Problem to solve
Every line of the entries with the word "request" in it should be shown.
** Provided data follows **
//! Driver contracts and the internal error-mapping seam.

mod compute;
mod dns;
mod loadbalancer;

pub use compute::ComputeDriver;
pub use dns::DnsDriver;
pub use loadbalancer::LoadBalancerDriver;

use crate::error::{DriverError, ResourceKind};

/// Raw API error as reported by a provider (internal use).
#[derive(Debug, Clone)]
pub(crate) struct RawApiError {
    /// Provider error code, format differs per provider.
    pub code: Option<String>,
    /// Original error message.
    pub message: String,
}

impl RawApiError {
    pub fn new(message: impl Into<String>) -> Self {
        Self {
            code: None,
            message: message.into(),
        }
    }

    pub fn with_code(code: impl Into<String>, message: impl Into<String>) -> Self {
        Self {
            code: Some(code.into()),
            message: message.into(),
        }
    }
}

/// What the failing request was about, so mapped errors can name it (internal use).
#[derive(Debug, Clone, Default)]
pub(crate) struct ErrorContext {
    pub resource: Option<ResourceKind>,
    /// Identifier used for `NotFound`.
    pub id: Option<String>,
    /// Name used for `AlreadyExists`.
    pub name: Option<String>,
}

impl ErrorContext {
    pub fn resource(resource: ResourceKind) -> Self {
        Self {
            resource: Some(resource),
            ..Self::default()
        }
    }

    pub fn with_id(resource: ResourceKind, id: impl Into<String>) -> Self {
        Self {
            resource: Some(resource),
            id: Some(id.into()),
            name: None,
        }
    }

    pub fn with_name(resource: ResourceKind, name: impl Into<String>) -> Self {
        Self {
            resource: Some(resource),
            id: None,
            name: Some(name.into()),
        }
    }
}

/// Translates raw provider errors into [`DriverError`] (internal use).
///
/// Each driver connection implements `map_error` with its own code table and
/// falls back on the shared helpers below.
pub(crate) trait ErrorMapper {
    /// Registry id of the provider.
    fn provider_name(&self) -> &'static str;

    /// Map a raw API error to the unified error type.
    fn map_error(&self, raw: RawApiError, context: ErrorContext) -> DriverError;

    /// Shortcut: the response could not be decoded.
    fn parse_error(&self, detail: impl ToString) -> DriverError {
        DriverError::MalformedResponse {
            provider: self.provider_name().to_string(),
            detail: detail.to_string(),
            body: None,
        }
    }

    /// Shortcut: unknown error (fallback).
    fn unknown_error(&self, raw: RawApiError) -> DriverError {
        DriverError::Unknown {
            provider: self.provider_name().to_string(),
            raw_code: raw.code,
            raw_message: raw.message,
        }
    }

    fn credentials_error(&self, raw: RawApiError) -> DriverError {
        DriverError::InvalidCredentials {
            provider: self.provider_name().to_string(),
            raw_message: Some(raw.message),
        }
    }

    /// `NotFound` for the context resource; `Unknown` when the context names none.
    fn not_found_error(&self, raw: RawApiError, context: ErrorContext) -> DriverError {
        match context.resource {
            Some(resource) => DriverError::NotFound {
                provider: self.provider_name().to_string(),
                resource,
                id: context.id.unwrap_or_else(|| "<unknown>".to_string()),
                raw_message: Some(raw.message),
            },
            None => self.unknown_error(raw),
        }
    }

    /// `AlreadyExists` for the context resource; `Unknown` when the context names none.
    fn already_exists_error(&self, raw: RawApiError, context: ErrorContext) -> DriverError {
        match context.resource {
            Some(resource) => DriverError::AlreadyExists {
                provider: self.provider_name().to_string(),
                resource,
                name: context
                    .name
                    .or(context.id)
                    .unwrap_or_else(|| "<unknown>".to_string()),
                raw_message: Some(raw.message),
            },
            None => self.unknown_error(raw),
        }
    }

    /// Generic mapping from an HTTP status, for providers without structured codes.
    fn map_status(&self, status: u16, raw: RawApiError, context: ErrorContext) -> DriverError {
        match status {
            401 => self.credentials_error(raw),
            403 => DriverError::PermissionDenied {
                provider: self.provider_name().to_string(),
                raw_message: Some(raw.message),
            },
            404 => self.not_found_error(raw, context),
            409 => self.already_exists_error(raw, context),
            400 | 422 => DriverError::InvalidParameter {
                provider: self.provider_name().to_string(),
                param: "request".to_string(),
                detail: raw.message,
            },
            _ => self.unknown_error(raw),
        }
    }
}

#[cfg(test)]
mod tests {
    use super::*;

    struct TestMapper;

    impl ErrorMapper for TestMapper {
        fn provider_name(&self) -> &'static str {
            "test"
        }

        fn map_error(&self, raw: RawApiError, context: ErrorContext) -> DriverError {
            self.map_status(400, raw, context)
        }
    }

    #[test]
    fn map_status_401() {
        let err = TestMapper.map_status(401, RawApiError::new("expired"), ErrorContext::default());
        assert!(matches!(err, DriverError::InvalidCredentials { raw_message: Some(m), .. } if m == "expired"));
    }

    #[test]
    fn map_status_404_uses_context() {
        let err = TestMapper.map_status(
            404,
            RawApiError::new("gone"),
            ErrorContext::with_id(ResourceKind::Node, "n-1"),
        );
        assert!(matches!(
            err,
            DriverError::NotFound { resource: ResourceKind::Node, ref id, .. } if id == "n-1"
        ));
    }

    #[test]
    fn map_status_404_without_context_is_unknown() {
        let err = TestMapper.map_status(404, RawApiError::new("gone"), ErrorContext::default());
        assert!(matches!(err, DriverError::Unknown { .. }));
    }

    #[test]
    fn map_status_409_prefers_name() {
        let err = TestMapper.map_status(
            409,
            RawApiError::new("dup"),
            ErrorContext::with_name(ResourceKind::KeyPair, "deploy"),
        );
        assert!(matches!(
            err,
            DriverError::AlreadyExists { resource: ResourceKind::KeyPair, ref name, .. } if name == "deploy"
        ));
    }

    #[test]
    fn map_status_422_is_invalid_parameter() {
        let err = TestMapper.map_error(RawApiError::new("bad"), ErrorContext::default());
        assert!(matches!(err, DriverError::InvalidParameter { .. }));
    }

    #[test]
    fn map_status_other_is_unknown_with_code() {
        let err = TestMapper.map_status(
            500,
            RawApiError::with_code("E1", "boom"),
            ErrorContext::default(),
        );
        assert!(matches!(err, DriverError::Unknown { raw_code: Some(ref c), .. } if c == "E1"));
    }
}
** End of Provided data **
** Provided data follows **
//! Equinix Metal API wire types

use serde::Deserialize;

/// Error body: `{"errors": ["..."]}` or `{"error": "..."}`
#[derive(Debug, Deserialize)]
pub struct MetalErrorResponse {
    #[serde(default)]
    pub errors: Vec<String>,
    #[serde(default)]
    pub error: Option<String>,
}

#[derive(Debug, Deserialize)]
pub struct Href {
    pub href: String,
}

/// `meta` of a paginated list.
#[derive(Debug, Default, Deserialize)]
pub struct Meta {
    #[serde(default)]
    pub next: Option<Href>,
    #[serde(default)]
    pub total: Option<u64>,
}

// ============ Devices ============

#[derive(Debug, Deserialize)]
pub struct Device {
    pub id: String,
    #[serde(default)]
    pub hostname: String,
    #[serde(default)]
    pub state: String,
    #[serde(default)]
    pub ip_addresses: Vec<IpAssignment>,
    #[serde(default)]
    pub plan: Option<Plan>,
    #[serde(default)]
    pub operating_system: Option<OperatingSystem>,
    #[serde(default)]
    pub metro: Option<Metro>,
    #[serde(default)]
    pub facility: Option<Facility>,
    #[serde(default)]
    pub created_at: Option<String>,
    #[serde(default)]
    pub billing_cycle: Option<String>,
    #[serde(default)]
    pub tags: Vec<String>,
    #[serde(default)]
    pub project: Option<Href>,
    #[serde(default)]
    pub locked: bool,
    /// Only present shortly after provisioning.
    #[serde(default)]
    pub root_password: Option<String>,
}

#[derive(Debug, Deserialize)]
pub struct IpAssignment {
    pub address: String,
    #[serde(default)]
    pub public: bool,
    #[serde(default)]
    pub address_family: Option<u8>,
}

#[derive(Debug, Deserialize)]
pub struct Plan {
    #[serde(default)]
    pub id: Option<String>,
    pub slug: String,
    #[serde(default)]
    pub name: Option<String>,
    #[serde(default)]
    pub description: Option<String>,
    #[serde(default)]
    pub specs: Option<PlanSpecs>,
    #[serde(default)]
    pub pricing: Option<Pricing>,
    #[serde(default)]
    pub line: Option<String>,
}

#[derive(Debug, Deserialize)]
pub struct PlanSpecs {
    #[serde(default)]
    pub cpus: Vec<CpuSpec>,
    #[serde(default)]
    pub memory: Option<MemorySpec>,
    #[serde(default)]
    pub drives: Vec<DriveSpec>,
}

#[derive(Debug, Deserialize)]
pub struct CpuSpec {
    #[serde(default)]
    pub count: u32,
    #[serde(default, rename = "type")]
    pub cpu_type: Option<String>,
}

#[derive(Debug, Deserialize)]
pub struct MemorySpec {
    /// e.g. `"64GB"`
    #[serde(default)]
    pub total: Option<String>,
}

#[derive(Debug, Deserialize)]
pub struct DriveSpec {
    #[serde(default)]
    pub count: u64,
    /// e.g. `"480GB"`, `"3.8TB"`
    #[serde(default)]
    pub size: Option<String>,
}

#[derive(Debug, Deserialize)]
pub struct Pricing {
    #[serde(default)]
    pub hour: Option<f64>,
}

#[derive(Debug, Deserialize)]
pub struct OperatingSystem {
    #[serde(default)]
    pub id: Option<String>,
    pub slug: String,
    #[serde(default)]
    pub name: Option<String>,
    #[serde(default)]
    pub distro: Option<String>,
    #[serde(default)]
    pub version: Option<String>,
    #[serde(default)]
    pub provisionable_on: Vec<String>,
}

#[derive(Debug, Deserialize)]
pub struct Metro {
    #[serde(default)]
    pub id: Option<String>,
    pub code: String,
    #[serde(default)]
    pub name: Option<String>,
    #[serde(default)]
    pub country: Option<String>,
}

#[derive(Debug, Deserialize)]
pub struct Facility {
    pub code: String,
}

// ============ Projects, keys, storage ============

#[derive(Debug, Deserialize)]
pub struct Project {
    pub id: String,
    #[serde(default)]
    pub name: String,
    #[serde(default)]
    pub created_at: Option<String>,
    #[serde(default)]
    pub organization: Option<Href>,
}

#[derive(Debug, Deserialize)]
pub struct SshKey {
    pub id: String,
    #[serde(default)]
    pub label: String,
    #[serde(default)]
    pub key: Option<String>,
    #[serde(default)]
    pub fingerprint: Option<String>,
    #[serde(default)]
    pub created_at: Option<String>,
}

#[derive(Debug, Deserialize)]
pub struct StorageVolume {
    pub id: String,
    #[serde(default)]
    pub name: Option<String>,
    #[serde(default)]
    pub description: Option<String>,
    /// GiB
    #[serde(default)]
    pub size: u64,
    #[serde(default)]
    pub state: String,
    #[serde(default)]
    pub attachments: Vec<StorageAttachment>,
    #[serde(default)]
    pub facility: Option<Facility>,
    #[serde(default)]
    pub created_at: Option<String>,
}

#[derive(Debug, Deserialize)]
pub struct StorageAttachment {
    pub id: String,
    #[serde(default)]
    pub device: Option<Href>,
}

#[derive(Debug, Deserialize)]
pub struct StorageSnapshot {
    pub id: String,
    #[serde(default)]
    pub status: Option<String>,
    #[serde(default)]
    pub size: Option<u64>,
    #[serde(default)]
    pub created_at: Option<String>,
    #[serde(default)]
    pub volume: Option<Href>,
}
** End of Provided data **
Response below
/// What the failing request was about, so mapped errors can name it (internal use).
                param: "request".to_string(),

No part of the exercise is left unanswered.